Arcade Fire Frontman Accused of Sexual Misconduct Prompted Refund Requests!
According to a prominent figure in the Montreal music scene, concertgoers upset by allegations of sexual misconduct against Arcade Fire frontman Win Butler should be refunded for their tickets to the band’s upcoming world tour.
According to Pitchfork’s music news website, Butler was accused of four different things. The CBC was unable to confirm Pitchfork’s claims independently.
Between 2016 and 2020, three women accused Butler of sexual misconduct. Butler was between 36 and 39, while the women were between 18 and 23. According to one source, Butler is charged with assaulting a person twice when they were 21 and he was 34.
Allegations include unwanted sexual text messages, photos, and coerced touching. Even though the alleged interactions were inappropriate due to age differences and unequal power dynamics, the people told Pitchfork that they felt powerless to reject Butler.
In response to the allegations, Butler claimed that all interactions were voluntary and that he never touched a woman against her will.
He apologized for his “pain” and for not being “more tuned in to the effect I have on people.”
Furthermore, he discussed how, at the time of the alleged incidents, his family had just experienced a miscarriage, which had led to depression and alcohol abuse.
“I have interacted with people in person, at events, and on social media, and I have shared messages of which I am not proud,” the statement said.

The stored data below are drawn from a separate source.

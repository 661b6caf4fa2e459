//! Table and per-call rebalance configuration.

use std::collections::BTreeMap;
use std::fmt;

use serde::{Deserialize, Serialize};

use crate::state::InstancePartitionsType;

#[derive(Debug, Clone, Copy, PartialEq, Eq, Serialize, Deserialize)]
#[serde(rename_all = "UPPERCASE")]
pub enum TableType {
    Offline,
    Realtime,
}

impl TableType {
    pub fn as_str(self) -> &'static str {
        match self {
            TableType::Offline => "OFFLINE",
            TableType::Realtime => "REALTIME",
        }
    }
}

impl fmt::Display for TableType {
    fn fmt(&self, f: &mut fmt::Formatter<'_>) -> fmt::Result {
        f.write_str(self.as_str())
    }
}

/// Replica-group shape for one partition type. Presence of this config is
/// what enables instance reassignment for that type.
#[derive(Debug, Clone, Copy, Serialize, Deserialize)]
pub struct InstanceAssignmentConfig {
    pub num_replica_groups: usize,
    pub num_instances_per_replica_group: usize,
}

/// Declarative inputs of one table.
#[derive(Debug, Clone, Serialize, Deserialize)]
pub struct TableConfig {
    pub raw_table_name: String,
    pub table_type: TableType,
    pub replication: usize,
    pub server_tenant: String,
    /// Realtime stream consumes through a high-level consumer model.
    /// Such tables cannot be rebalanced.
    #[serde(default)]
    pub high_level_consumer: bool,
    #[serde(default = "default_assignment_strategy")]
    pub assignment_strategy: String,
    #[serde(default)]
    pub instance_assignment: BTreeMap<InstancePartitionsType, InstanceAssignmentConfig>,
}

fn default_assignment_strategy() -> String {
    "balanced".to_string()
}

impl TableConfig {
    /// Table name with the type suffix, e.g. `orders_OFFLINE`. This is the
    /// metadata store key and the tag on every rebalance log line.
    pub fn name_with_type(&self) -> String {
        format!("{}_{}", self.raw_table_name, self.table_type.as_str())
    }

    /// Server tag instances must carry to host this table.
    pub fn tenant_tag(&self) -> String {
        format!("{}_{}", self.server_tenant, self.table_type.as_str())
    }
}

/// Recognized per-call rebalance options. A JSON `{}` parses to the defaults.
#[derive(Debug, Clone, Serialize, Deserialize)]
#[serde(default)]
pub struct RebalanceConfig {
    /// Compute only; do not mutate the store.
    pub dry_run: bool,
    /// Recompute and persist instance partitions before segment assignment.
    pub reassign_instances: bool,
    /// Also reassign consuming segments of realtime tables.
    pub include_consuming: bool,
    /// Replace the ideal state in one step with no availability guard.
    pub downtime: bool,
    /// Availability floor for the no-downtime path. A negative value means
    /// "max unavailable replicas".
    pub min_replicas_to_keep_up_for_no_downtime: i64,
    /// Degrade ERROR replicas and convergence timeouts to warnings.
    pub best_efforts: bool,
}

impl Default for RebalanceConfig {
    fn default() -> Self {
        Self {
            dry_run: false,
            reassign_instances: false,
            include_consuming: false,
            downtime: false,
            min_replicas_to_keep_up_for_no_downtime: 1,
            best_efforts: false,
        }
    }
}

#[cfg(test)]
mod tests {
    use super::*;

    #[test]
    fn empty_json_parses_to_defaults() {
        let config: RebalanceConfig = serde_json::from_str("{}").unwrap();
        assert!(!config.dry_run);
        assert!(!config.reassign_instances);
        assert!(!config.include_consuming);
        assert!(!config.downtime);
        assert_eq!(config.min_replicas_to_keep_up_for_no_downtime, 1);
        assert!(!config.best_efforts);
    }

    #[test]
    fn table_naming_conventions() {
        let table = TableConfig {
            raw_table_name: "orders".into(),
            table_type: TableType::Realtime,
            replication: 3,
            server_tenant: "default".into(),
            high_level_consumer: false,
            assignment_strategy: default_assignment_strategy(),
            instance_assignment: BTreeMap::new(),
        };
        assert_eq!(table.name_with_type(), "orders_REALTIME");
        assert_eq!(table.tenant_tag(), "default_REALTIME");
    }

    #[test]
    fn table_config_json_defaults_strategy() {
        let table: TableConfig = serde_json::from_str(
            r#"{
                "raw_table_name": "orders",
                "table_type": "OFFLINE",
                "replication": 2,
                "server_tenant": "default"
            }"#,
        )
        .unwrap();
        assert_eq!(table.assignment_strategy, "balanced");
        assert!(table.instance_assignment.is_empty());
        assert!(!table.high_level_consumer);
    }
}
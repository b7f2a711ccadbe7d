//! Numeric coercion for attribute values.
//!
//! Every field that falls back to a default goes through [`parse_number`], so
//! there is exactly one definition of "this text is a number".

use std::collections::{BTreeMap, HashMap};
use std::sync::OnceLock;

use regex::Regex;

/// Optional sign, digits with an optional fraction, optional exponent.
pub(crate) const NUMBER_PATTERN: &str = r"[-+]?(?:\d+\.?\d*|\.\d+)(?:[eE][-+]?\d+)?";

pub(crate) fn number_regex() -> &'static Regex {
    static RE: OnceLock<Regex> = OnceLock::new();
    RE.get_or_init(|| Regex::new(NUMBER_PATTERN).unwrap())
}

/// Read-only access to an attribute dictionary.
pub trait AttributeMap {
    fn attr(&self, key: &str) -> Option<&str>;
}

impl AttributeMap for HashMap<String, String> {
    fn attr(&self, key: &str) -> Option<&str> {
        self.get(key).map(String::as_str)
    }
}

impl AttributeMap for BTreeMap<String, String> {
    fn attr(&self, key: &str) -> Option<&str> {
        self.get(key).map(String::as_str)
    }
}

impl<M: AttributeMap + ?Sized> AttributeMap for &M {
    fn attr(&self, key: &str) -> Option<&str> {
        (**self).attr(key)
    }
}

/// Parse a plain number. Surrounding whitespace is ignored; anything else that
/// isn't a finite float (units, percentages, `inf`, `NaN`) yields `None`.
pub fn parse_number(s: &str) -> Option<f64> {
    s.trim().parse::<f64>().ok().filter(|v| v.is_finite())
}

/// Numeric attribute with a fallback for absent or unparsable values.
pub fn parse_number_or(attrs: &impl AttributeMap, key: &str, default: f64) -> f64 {
    attrs.attr(key).and_then(parse_number).unwrap_or(default)
}

/// Render a number in its shortest round-trip form (`10`, `0.5`, `-3.25`).
pub(crate) fn format_number(v: f64) -> String {
    if v == v.trunc() && v.abs() < 1e15 {
        // avoids "-0"
        format!("{}", v as i64)
    } else {
        format!("{}", v)
    }
}
//! # Path Segments
//!
//! A path is kept as the raw command list of its `d` attribute: each segment
//! is a command letter (case-sensitive, so absolute and relative forms stay
//! distinct) plus the numbers that followed it. Nothing is normalized here;
//! curve flattening and relative-to-absolute conversion belong to whoever
//! draws the path.
//!
//! The compact text form is `M0,0 L10,10 Z`: segments separated by a space,
//! numbers joined with commas, no separator after the command letter.

use std::sync::OnceLock;

use regex::Regex;
use serde::{Deserialize, Serialize};

use crate::geometry::{Point, Rect};
use crate::number::{format_number, parse_number, NUMBER_PATTERN};
use crate::options::ParseOptions;
use crate::shape::Bounded;

/// Rule for deciding which regions a path encloses.
#[derive(Debug, Clone, Copy, Default, PartialEq, Eq, Serialize, Deserialize)]
#[serde(rename_all = "camelCase")]
pub enum FillRule {
    /// Nonzero winding.
    #[default]
    Winding,
    EvenOdd,
}

/// One drawing command.
#[derive(Debug, Clone, PartialEq, Serialize, Deserialize)]
pub struct PathSegment {
    #[serde(rename = "type")]
    pub kind: char,
    pub data: Vec<f64>,
}

impl PathSegment {
    pub fn new(kind: char, data: Vec<f64>) -> Self {
        Self { kind, data }
    }

    fn to_compact(&self) -> String {
        let numbers: Vec<String> = self.data.iter().map(|v| format_number(*v)).collect();
        format!("{}{}", self.kind, numbers.join(","))
    }
}

/// An ordered list of segments plus its fill rule.
///
/// Serializes as `{ "path": "M0,0 L10,10", "fillRule": "winding" }`.
#[derive(Debug, Clone, Default, PartialEq, Serialize, Deserialize)]
#[serde(into = "SerializedPath", from = "SerializedPath")]
pub struct SvgPath {
    pub segments: Vec<PathSegment>,
    pub fill_rule: FillRule,
}

#[derive(Serialize, Deserialize)]
#[serde(rename_all = "camelCase")]
struct SerializedPath {
    path: String,
    #[serde(default)]
    fill_rule: FillRule,
}

impl From<SvgPath> for SerializedPath {
    fn from(p: SvgPath) -> Self {
        SerializedPath {
            path: p.to_path_string(),
            fill_rule: p.fill_rule,
        }
    }
}

impl From<SerializedPath> for SvgPath {
    fn from(p: SerializedPath) -> Self {
        SvgPath::parse_d(&p.path, p.fill_rule)
    }
}

const COMMANDS: &str = "MmLlHhVvCcSsQqTtAaZz";

fn token_regex() -> &'static Regex {
    static RE: OnceLock<Regex> = OnceLock::new();
    RE.get_or_init(|| Regex::new(&format!("[{}]|{}", COMMANDS, NUMBER_PATTERN)).unwrap())
}

impl SvgPath {
    pub fn new(segments: Vec<PathSegment>, fill_rule: FillRule) -> Self {
        Self {
            segments,
            fill_rule,
        }
    }

    /// Render the compact text form.
    pub fn to_path_string(&self) -> String {
        self.segments
            .iter()
            .map(PathSegment::to_compact)
            .collect::<Vec<_>>()
            .join(" ")
    }

    /// Split a `d` attribute into raw segments.
    pub fn parse_d(d: &str, fill_rule: FillRule) -> Self {
        Self::parse_d_with(d, fill_rule, &ParseOptions::default())
    }

    /// Like [`SvgPath::parse_d`], keeping at most `options.max_path_segments`.
    ///
    /// Numbers before the first command letter are dropped. Implicit
    /// repetitions (`L 1 2 3 4`) stay in one segment's data.
    pub fn parse_d_with(d: &str, fill_rule: FillRule, options: &ParseOptions) -> Self {
        let mut segments: Vec<PathSegment> = Vec::new();

        for token in token_regex().find_iter(d) {
            let text = token.as_str();
            let mut chars = text.chars();
            match (chars.next(), chars.next()) {
                (Some(c), None) if COMMANDS.contains(c) => {
                    if segments.len() == options.max_path_segments {
                        tracing::warn!(
                            limit = options.max_path_segments,
                            "path segment limit reached, truncating"
                        );
                        break;
                    }
                    segments.push(PathSegment::new(c, Vec::new()));
                }
                _ => {
                    if let (Some(seg), Some(v)) = (segments.last_mut(), parse_number(text)) {
                        seg.data.push(v);
                    }
                }
            }
        }

        Self::new(segments, fill_rule)
    }

    /// Every point the path passes through or uses as a control point, in
    /// absolute coordinates.
    fn control_points(&self) -> Vec<Point> {
        let mut points = Vec::new();
        let mut cur = Point::default();
        let mut start = Point::default();

        for seg in &self.segments {
            let rel = seg.kind.is_ascii_lowercase();
            let base = |cur: Point| if rel { cur } else { Point::default() };
            let d = &seg.data;

            match seg.kind.to_ascii_uppercase() {
                'M' | 'L' | 'T' => {
                    for (i, pair) in d.chunks_exact(2).enumerate() {
                        let b = base(cur);
                        cur = Point::new(b.x + pair[0], b.y + pair[1]);
                        if i == 0 && seg.kind.eq_ignore_ascii_case(&'M') {
                            start = cur;
                        }
                        points.push(cur);
                    }
                }
                'H' => {
                    for x in d {
                        cur.x = if rel { cur.x + x } else { *x };
                        points.push(cur);
                    }
                }
                'V' => {
                    for y in d {
                        cur.y = if rel { cur.y + y } else { *y };
                        points.push(cur);
                    }
                }
                'C' | 'S' | 'Q' => {
                    let n = if seg.kind.eq_ignore_ascii_case(&'C') { 6 } else { 4 };
                    for group in d.chunks_exact(n) {
                        let b = base(cur);
                        for pair in group.chunks_exact(2) {
                            points.push(Point::new(b.x + pair[0], b.y + pair[1]));
                        }
                        cur = Point::new(b.x + group[n - 2], b.y + group[n - 1]);
                    }
                }
                'A' => {
                    for group in d.chunks_exact(7) {
                        let b = base(cur);
                        cur = Point::new(b.x + group[5], b.y + group[6]);
                        points.push(cur);
                    }
                }
                'Z' => cur = start,
                _ => {}
            }
        }

        points
    }
}

impl Bounded for SvgPath {
    /// Bounds of the control polygon. Curves never leave it, so this is a
    /// conservative box; arcs contribute only their end points.
    fn bounds(&self) -> Rect {
        Rect::from_points(self.control_points())
    }
}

“Most importantly, these interactions have been reciprocal, involving adults who have given their consent.” Anyone who suggests otherwise is deeply revisionist and, quite simply, incorrect.”
The band’s world tour is currently on schedule, and it is set to begin in Dublin on Tuesday. Whether the time should be canceled or not, Daniel Seligman, the creative director of the POP Montreal music festival, believes accountability is required.
People on social media demanded refunds or the tour’s cancellation over the weekend in response to Butler’s allegations.
Changing ‘toxic’ Music Industry Culture
Seligman, a musician in Montreal for over ten years who has collaborated on several occasions with Arcade Fire, claimed that the music industry has a long history of toxic behavior. In his words, the allegations were a “wake-up call.”
“I think we know a lot more about how those power dynamics work,” Seligman said, “and hopefully, he realizes he can’t do that.” The stereotypical rockstar sleeping with a groupie.
According to Seligman, there is a lot of enabling in this world. “It’s upsetting because there are people nearby who allow it to happen.” Seligman last worked with Arcade Fire at the POP vs. Jock charity basketball game in 2016, where Butler first met one of the accusing women.
He claimed Butler was disrespectful to POP Montreal employees, many of whom said they would no longer work with the band, and demanded payment from the charity for event-related expenses.
“It’s unsettling,” Seligman said. “That wasn’t a pleasant experience, and it was difficult to see how he used it to prey on a younger woman.” Butler’s bandmate and wife, Régine Chassagne, also stated her support.
“I know what is in his heart,” Chassagne said in the statement, “and I know he has never, and would never, touch a woman without her consent, and I am certain he never did.” “He became disoriented, but he now knows where he is.” I treasure our friendship and the life we’ve created together.”